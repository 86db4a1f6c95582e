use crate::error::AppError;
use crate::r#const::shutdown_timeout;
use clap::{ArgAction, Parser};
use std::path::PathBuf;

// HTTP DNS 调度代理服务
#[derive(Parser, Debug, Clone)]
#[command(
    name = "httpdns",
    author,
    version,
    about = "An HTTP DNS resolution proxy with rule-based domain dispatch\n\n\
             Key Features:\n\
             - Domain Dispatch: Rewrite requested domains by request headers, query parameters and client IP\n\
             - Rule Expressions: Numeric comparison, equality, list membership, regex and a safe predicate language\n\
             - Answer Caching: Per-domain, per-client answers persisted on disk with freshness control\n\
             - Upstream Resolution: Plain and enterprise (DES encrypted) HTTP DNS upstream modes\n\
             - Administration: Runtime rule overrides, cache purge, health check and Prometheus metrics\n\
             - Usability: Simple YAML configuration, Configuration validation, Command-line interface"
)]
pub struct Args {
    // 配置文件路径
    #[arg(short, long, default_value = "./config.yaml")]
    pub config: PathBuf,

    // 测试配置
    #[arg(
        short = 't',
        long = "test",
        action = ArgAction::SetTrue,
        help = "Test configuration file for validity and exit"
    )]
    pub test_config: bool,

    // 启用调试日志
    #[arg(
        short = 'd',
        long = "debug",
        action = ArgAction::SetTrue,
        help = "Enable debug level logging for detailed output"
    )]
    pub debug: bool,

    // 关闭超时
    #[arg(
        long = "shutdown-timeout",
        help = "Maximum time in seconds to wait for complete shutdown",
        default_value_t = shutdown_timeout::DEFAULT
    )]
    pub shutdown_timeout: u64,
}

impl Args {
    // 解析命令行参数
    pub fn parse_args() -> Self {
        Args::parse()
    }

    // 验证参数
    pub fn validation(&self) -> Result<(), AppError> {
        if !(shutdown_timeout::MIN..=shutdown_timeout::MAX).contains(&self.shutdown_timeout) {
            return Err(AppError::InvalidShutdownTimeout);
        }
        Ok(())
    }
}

### TO DO:
Exactly as they appear, copy the lines of the listing above from the first through the one that contains "- Administration: Runtime", and nothing more.

### ANSWER TO THE PROBLEM:
repository 86db4a1f6c95582e
use crate::error::AppError;
use crate::r#const::shutdown_timeout;
use clap::{ArgAction, Parser};
use std::path::PathBuf;

// HTTP DNS 调度代理服务
#[derive(Parser, Debug, Clone)]
#[command(
    name = "httpdns",
    author,
    version,
    about = "An HTTP DNS resolution proxy with rule-based domain dispatch\n\n\
             Key Features:\n\
             - Domain Dispatch: Rewrite requested domains by request headers, query parameters and client IP\n\
             - Rule Expressions: Numeric comparison, equality, list membership, regex and a safe predicate language\n\
             - Answer Caching: Per-domain, per-client answers persisted on disk with freshness control\n\
             - Upstream Resolution: Plain and enterprise (DES encrypted) HTTP DNS upstream modes\n\
             - Administration: Runtime rule overrides, cache purge, health check and Prometheus metrics\n\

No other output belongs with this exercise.